Russia’s military intelligence directorate, the GRU, has been caught in a new round of computer intrusion attempts, this time aimed at the Center for Strategic and International Studies, a prominent Washington, D.C. think tank heavy with ex-government officials. The new efforts by the Kremlin hackers who notoriously breached the DNC and Hillary Clinton campaign to support Donald Trump suggests that indictments, international sanctions, a botched assassination and an unprecedented global spotlight have done little to deter Vladimir Putin from continuing to target the West with his hacker army, even as American intelligence agencies warn that Russia is gearing up to interfere in the 2020 election. “We’ve about exhausted our ability to achieve some kind of deterrent model that works,” said Robert Johnston, the security expert who investigated the 2016 DNC breach, and now heads the financial cybersecurity firm Adlumin. “You have indictments. You have Cyber Command releasing Russian malware. We ran psyops inside of Russia saying, ‘We know what you’re up to, stop it.’ Sanctions and diplomatic measures. The combination of all those isn’t enough to make it come to a complete halt.”

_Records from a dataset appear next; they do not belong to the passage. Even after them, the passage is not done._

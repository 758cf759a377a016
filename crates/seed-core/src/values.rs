//! Value representations for seeded records.
//!
//! `SeedValue` is the store-agnostic value universe produced by the
//! synthesizer and the reference resolver. Storage clients convert it to
//! their native representation (BSON, JSON, ...) at the edge.

use chrono::{DateTime, SecondsFormat, Utc};
use serde_json::Value as JsonValue;
use std::collections::BTreeMap;
use std::fmt;
use uuid::Uuid;

/// Raw seeded value before conversion to a store's native format.
#[derive(Debug, Clone, PartialEq)]
pub enum SeedValue {
    /// Null value
    Null,

    /// Boolean value
    Bool(bool),

    /// 64-bit signed integer
    Int64(i64),

    /// 64-bit floating point
    Float64(f64),

    /// String value
    String(String),

    /// UUID value
    Uuid(Uuid),

    /// 12-byte object identifier (MongoDB native id format)
    ObjectId([u8; 12]),

    /// Date/time with timezone
    DateTime(DateTime<Utc>),

    /// Array of values
    Array(Vec<SeedValue>),

    /// Object/map of values
    Object(BTreeMap<String, SeedValue>),
}

impl SeedValue {
    /// Check if this value is null.
    pub fn is_null(&self) -> bool {
        matches!(self, Self::Null)
    }

    /// Try to get this value as a boolean.
    pub fn as_bool(&self) -> Option<bool> {
        match self {
            Self::Bool(b) => Some(*b),
            _ => None,
        }
    }

    /// Try to get this value as an i64.
    pub fn as_i64(&self) -> Option<i64> {
        match self {
            Self::Int64(i) => Some(*i),
            _ => None,
        }
    }

    /// Try to get this value as an f64.
    pub fn as_f64(&self) -> Option<f64> {
        match self {
            Self::Float64(f) => Some(*f),
            Self::Int64(i) => Some(*i as f64),
            _ => None,
        }
    }

    /// Try to get this value as a string reference.
    pub fn as_str(&self) -> Option<&str> {
        match self {
            Self::String(s) => Some(s),
            _ => None,
        }
    }

    /// Try to get this value as a UUID.
    pub fn as_uuid(&self) -> Option<&Uuid> {
        match self {
            Self::Uuid(u) => Some(u),
            _ => None,
        }
    }

    /// Try to get this value as a DateTime.
    pub fn as_datetime(&self) -> Option<&DateTime<Utc>> {
        match self {
            Self::DateTime(dt) => Some(dt),
            _ => None,
        }
    }

    /// Try to get this value as an array.
    pub fn as_array(&self) -> Option<&Vec<SeedValue>> {
        match self {
            Self::Array(arr) => Some(arr),
            _ => None,
        }
    }

    /// Try to get this value as an object.
    pub fn as_object(&self) -> Option<&BTreeMap<String, SeedValue>> {
        match self {
            Self::Object(obj) => Some(obj),
            _ => None,
        }
    }

    /// Convert to a JSON value.
    ///
    /// UUIDs and object ids become strings, datetimes become RFC 3339 strings,
    /// and non-finite floats become null.
    pub fn to_json(&self) -> JsonValue {
        match self {
            Self::Null => JsonValue::Null,
            Self::Bool(b) => JsonValue::Bool(*b),
            Self::Int64(i) => JsonValue::from(*i),
            Self::Float64(f) => serde_json::Number::from_f64(*f)
                .map(JsonValue::Number)
                .unwrap_or(JsonValue::Null),
            Self::String(s) => JsonValue::String(s.clone()),
            Self::Uuid(u) => JsonValue::String(u.to_string()),
            Self::ObjectId(bytes) => JsonValue::String(object_id_hex(bytes)),
            Self::DateTime(dt) => {
                JsonValue::String(dt.to_rfc3339_opts(SecondsFormat::Millis, true))
            }
            Self::Array(arr) => JsonValue::Array(arr.iter().map(SeedValue::to_json).collect()),
            Self::Object(obj) => JsonValue::Object(
                obj.iter()
                    .map(|(k, v)| (k.clone(), v.to_json()))
                    .collect(),
            ),
        }
    }
}

impl fmt::Display for SeedValue {
    fn fmt(&self, f: &mut fmt::Formatter<'_>) -> fmt::Result {
        match self {
            Self::String(s) => f.write_str(s),
            other => write!(f, "{}", other.to_json()),
        }
    }
}

impl From<&str> for SeedValue {
    fn from(s: &str) -> Self {
        Self::String(s.to_string())
    }
}

impl From<String> for SeedValue {
    fn from(s: String) -> Self {
        Self::String(s)
    }
}

impl From<i64> for SeedValue {
    fn from(i: i64) -> Self {
        Self::Int64(i)
    }
}

impl From<bool> for SeedValue {
    fn from(b: bool) -> Self {
        Self::Bool(b)
    }
}

impl From<Uuid> for SeedValue {
    fn from(u: Uuid) -> Self {
        Self::Uuid(u)
    }
}

/// Lower-case hex rendering of an object id.
pub fn object_id_hex(bytes: &[u8; 12]) -> String {
    bytes.iter().map(|b| format!("{b:02x}")).collect()
}

/// One record of a model: field name -> value.
///
/// Fields are kept sorted by name so records compare and print stably.
#[derive(Debug, Clone, Default, PartialEq)]
pub struct Record {
    fields: BTreeMap<String, SeedValue>,
}

impl Record {
    /// Create an empty record.
    pub fn new() -> Self {
        Self::default()
    }

    /// Add a field, builder style.
    pub fn with(mut self, name: impl Into<String>, value: impl Into<SeedValue>) -> Self {
        self.fields.insert(name.into(), value.into());
        self
    }

    /// Insert or replace a field value.
    pub fn insert(&mut self, name: impl Into<String>, value: SeedValue) -> Option<SeedValue> {
        self.fields.insert(name.into(), value)
    }

    /// Get a field value by name.
    pub fn get(&self, name: &str) -> Option<&SeedValue> {
        self.fields.get(name)
    }

    /// Remove a field.
    pub fn remove(&mut self, name: &str) -> Option<SeedValue> {
        self.fields.remove(name)
    }

    /// Whether the record carries a field with this name.
    pub fn contains(&self, name: &str) -> bool {
        self.fields.contains_key(name)
    }

    /// Number of fields.
    pub fn len(&self) -> usize {
        self.fields.len()
    }

    /// Whether the record has no fields.
    pub fn is_empty(&self) -> bool {
        self.fields.is_empty()
    }

    /// Iterate over `(name, value)` pairs in name order.
    pub fn iter(&self) -> impl Iterator<Item = (&String, &SeedValue)> {
        self.fields.iter()
    }

    /// Keep only the named fields.
    pub fn project(&self, names: &[String]) -> Record {
        Record {
            fields: self
                .fields
                .iter()
                .filter(|(k, _)| names.contains(k))
                .map(|(k, v)| (k.clone(), v.clone()))
                .collect(),
        }
    }

    /// Non-null value stored under `key`, used as an identifier.
    pub fn identifier(&self, key: &str) -> Option<&SeedValue> {
        self.fields.get(key).filter(|v| !v.is_null())
    }

    /// Convert to a JSON object.
    pub fn to_json(&self) -> JsonValue {
        JsonValue::Object(
            self.fields
                .iter()
                .map(|(k, v)| (k.clone(), v.to_json()))
                .collect(),
        )
    }
}

impl FromIterator<(String, SeedValue)> for Record {
    fn from_iter<T: IntoIterator<Item = (String, SeedValue)>>(iter: T) -> Self {
        Record {
            fields: iter.into_iter().collect(),
        }
    }
}

impl IntoIterator for Record {
    type Item = (String, SeedValue);
    type IntoIter = std::collections::btree_map::IntoIter<String, SeedValue>;

    fn into_iter(self) -> Self::IntoIter {
        self.fields.into_iter()
    }
}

The GRU hackers, known variously as Fancy Bear, APT28 and Strontium, have developed new attack tools since 2016, but still rely heavily on tried-and-true methods for penetrating a target network, chief among them so-called spear-phishing attacks in which a victim is tricked into entering their login credentials into a fake website.
In 2017 Microsoft lawyers won an injunction allowing the company’s security team to legally hijack the domain names registered by Fancy Bear hackers if the web address encroaches on a Microsoft trademark. In August the company used that capability to thwart attacks against two conservative think tanks, the Hudson Institute and the International Republican Institute.